Task description:
Transcribe the listing below only from the line with "fn evaluate_at(&self, depth: usize, max_height: usize)" up to and including the line with "op.apply(left, right)".
==========
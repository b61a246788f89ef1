#[macro_use]
extern crate lazy_static;
#[macro_use]
extern crate prometheus;

use std::convert::Infallible;
use std::future::Future;

use prometheus::{Encoder, Histogram, HistogramVec, IntCounter, IntCounterVec, TextEncoder};

lazy_static! {
    static ref SUCCESS: IntCounterVec = register_int_counter_vec!(
        "query_success_total",
        "Operations completed without a service fault",
        &["layer", "operation"]
    )
    .unwrap();
    static ref FAILURE: IntCounterVec = register_int_counter_vec!(
        "query_failure_total",
        "Operations that ended in a service fault",
        &["layer", "operation"]
    )
    .unwrap();
    static ref TIMER: HistogramVec = register_histogram_vec!(
        "query_duration_seconds",
        "Operation latency",
        &["layer", "operation"]
    )
    .unwrap();
}

// Lets caller errors, such as a rejected expression, count as successes
pub trait IsErr {
    fn is_err(&self) -> bool {
        true
    }
}

impl IsErr for Infallible {
    fn is_err(&self) -> bool {
        false
    }
}

impl IsErr for () {
    fn is_err(&self) -> bool {
        false
    }
}

impl IsErr for Box<dyn std::error::Error> {}

#[derive(Clone)]
pub struct Measure {
    success: IntCounter,
    failure: IntCounter,
    timer: Histogram,
}

impl Measure {
    pub fn new(layer: &str, operation: &str) -> Measure {
        Measure {
            success: SUCCESS.with_label_values(&[layer, operation]),
            failure: FAILURE.with_label_values(&[layer, operation]),
            timer: TIMER.with_label_values(&[layer, operation]),
        }
    }

    fn record<T, E: IsErr>(&self, r: &Result<T, E>) {
        match r {
            Ok(_) => self.success.inc(),
            Err(e) if !e.is_err() => self.success.inc(),
            Err(_) => self.failure.inc(),
        }
    }

    pub async fn stats<F, T, E>(&self, inner: F) -> Result<T, E>
    where
        F: Future<Output = Result<T, E>>,
        E: IsErr,
    {
        let timer = self.timer.start_timer();
        let r = inner.await;
        timer.observe_duration();
        self.record(&r);
        r
    }

    /// Synchronous counterpart of [`Measure::stats`]
    pub fn observe<F, T, E>(&self, inner: F) -> Result<T, E>
    where
        F: FnOnce() -> Result<T, E>,
        E: IsErr,
    {
        let timer = self.timer.start_timer();
        let r = inner();
        timer.observe_duration();
        self.record(&r);
        r
    }
}

pub fn encode() -> Result<String, Box<dyn std::error::Error>> {
    let mut buffer = Vec::new();
    let encoder = TextEncoder::new();
    let metric_families = prometheus::gather();
    encoder.encode(&metric_families, &mut buffer)?;
    Ok(String::from_utf8(buffer)?)
}
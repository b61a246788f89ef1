use crate::number::Number;

#[derive(Debug, Clone, Copy, PartialEq)]
pub enum Sign {
    Plus,
    Minus,
}

#[derive(Debug, Clone, Copy, PartialEq)]
pub enum Operator {
    Add,
    Sub,
    Mul,
    Div,
}

/// Syntax tree of an arithmetic expression.
///
/// Only numbers, signs and the four binary operators can be represented;
/// grouping parentheses leave no node behind.
#[derive(Debug, Clone, PartialEq)]
pub enum Expr {
    Literal(Number),
    Unary(Sign, Box<Expr>),
    Binary(Operator, Box<Expr>, Box<Expr>),
}

impl Expr {
    pub fn unary(sign: Sign, operand: Expr) -> Expr {
        Expr::Unary(sign, Box::new(operand))
    }

    pub fn binary(operator: Operator, left: Expr, right: Expr) -> Expr {
        Expr::Binary(operator, Box::new(left), Box::new(right))
    }
}
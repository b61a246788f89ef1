use crate::ast::{Expr, Operator, Sign};
use crate::config::Limits;
use crate::error::ExpressionError;
use crate::number::Number;

impl Operator {
    pub fn apply(self, left: Number, right: Number) -> Result<Number, ExpressionError> {
        match self {
            Operator::Add => left.checked_add(right),
            Operator::Sub => left.checked_sub(right),
            Operator::Mul => left.checked_mul(right),
            Operator::Div => left.checked_div(right),
        }
    }
}

impl Sign {
    pub fn apply(self, operand: Number) -> Result<Number, ExpressionError> {
        match self {
            Sign::Plus => Ok(operand),
            Sign::Minus => operand.checked_neg(),
        }
    }
}

impl Expr {
    /// Computes the value of this tree.
    ///
    /// Trees produced by [`crate::parse`] always fit within `limits`; a
    /// hand-built tree taller than [`Limits::max_height`] is rejected with
    /// [`ExpressionError::NestingTooDeep`] instead of recursing further.
    pub fn evaluate(&self, limits: &Limits) -> Result<Number, ExpressionError> {
        self.evaluate_at(1, limits.max_height())
    }

    fn evaluate_at(&self, depth: usize, max_height: usize) -> Result<Number, ExpressionError> {
        if depth > max_height {
            return Err(ExpressionError::NestingTooDeep { limit: max_height });
        }
        match self {
            Expr::Literal(v) => Ok(*v),
            Expr::Unary(sign, operand) => sign.apply(operand.evaluate_at(depth + 1, max_height)?),
            Expr::Binary(op, l, r) => {
                let left = l.evaluate_at(depth + 1, max_height)?;
                let right = r.evaluate_at(depth + 1, max_height)?;
                op.apply(left, right)
            }
        }
    }
}
use derive_more::Display;

#[derive(Debug, Display, Clone, Copy, PartialEq)]
pub enum Parenthesis {
    #[display(fmt = "Unclosed")]
    Unclosed,
    #[display(fmt = "Unmatched closing")]
    Unopened,
}

#[derive(Debug, Display, Clone, PartialEq)]
pub enum ExpressionError {
    #[display(fmt = "Unexpected character '{}' at position {}", character, position)]
    UnexpectedCharacter { character: char, position: usize },

    #[display(fmt = "{} parenthesis at position {}", kind, position)]
    UnbalancedParenthesis { kind: Parenthesis, position: usize },

    #[display(fmt = "Empty expression")]
    EmptyExpression,

    #[display(fmt = "Malformed number \"{}\" at position {}", literal, position)]
    MalformedNumber { literal: String, position: usize },

    #[display(fmt = "Unexpected trailing input \"{}\" at position {}", fragment, position)]
    TrailingInput { fragment: String, position: usize },

    #[display(fmt = "Unexpected \"{}\" at position {}", token, position)]
    UnexpectedToken { token: String, position: usize },

    #[display(fmt = "Unexpected end of expression")]
    UnexpectedEnd,

    #[display(fmt = "Expression nested deeper than {} levels", limit)]
    NestingTooDeep { limit: usize },

    #[display(fmt = "Expression contains more than {} operators", limit)]
    TooManyOperators { limit: usize },

    #[display(fmt = "Division by zero")]
    DivisionByZero,

    #[display(fmt = "Numeric value out of range")]
    Overflow,
}

impl std::error::Error for ExpressionError {}
use std::borrow::Cow;

use log::{error, warn};
use rocket::http::Status;
use rocket::serde::json::Json;
use rocket::response::{self, Responder};
use rocket::Request;
use serde::Serialize;

use expression::ExpressionError;
use telemetry::IsErr;

#[derive(Debug)]
pub enum ApiError {
    InvalidRequest(String),
    UpstreamError(String),
    InternalError(String),
}

impl From<reqwest::Error> for ApiError {
    fn from(e: reqwest::Error) -> Self {
        ApiError::UpstreamError(e.to_string())
    }
}

impl From<ExpressionError> for ApiError {
    fn from(e: ExpressionError) -> Self {
        ApiError::InvalidRequest(e.to_string())
    }
}

impl IsErr for ApiError {
    fn is_err(&self) -> bool {
        !matches!(self, ApiError::InvalidRequest(_))
    }
}

#[derive(Serialize)]
struct ErrorResponse<'a> {
    message: Cow<'a, str>,
}

impl<'r> Responder<'r, 'static> for ApiError {
    fn respond_to(self, req: &'r Request<'_>) -> response::Result<'static> {
        let (message, status) = match self {
            ApiError::InternalError(e) => {
                error!("Internal Error: {}", e);
                (
                    Cow::Borrowed("Internal Server Error"),
                    Status::InternalServerError,
                )
            }
            ApiError::UpstreamError(e) => {
                warn!("Upstream Error: {}", e);
                (
                    Cow::Owned(format!("Upstream service error: {}", e)),
                    Status::BadGateway,
                )
            }
            ApiError::InvalidRequest(e) => (Cow::Owned(e), Status::BadRequest),
        };
        response::status::Custom(status, Json(ErrorResponse { message })).respond_to(req)
    }
}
==========
Response to the exercise:
    fn evaluate_at(&self, depth: usize, max_height: usize) -> Result<Number, ExpressionError> {
        if depth > max_height {
            return Err(ExpressionError::NestingTooDeep { limit: max_height });
        }
        match self {
            Expr::Literal(v) => Ok(*v),
            Expr::Unary(sign, operand) => sign.apply(operand.evaluate_at(depth + 1, max_height)?),
            Expr::Binary(op, l, r) => {
                let left = l.evaluate_at(depth + 1, max_height)?;
                let right = r.evaluate_at(depth + 1, max_height)?;
                op.apply(left, right)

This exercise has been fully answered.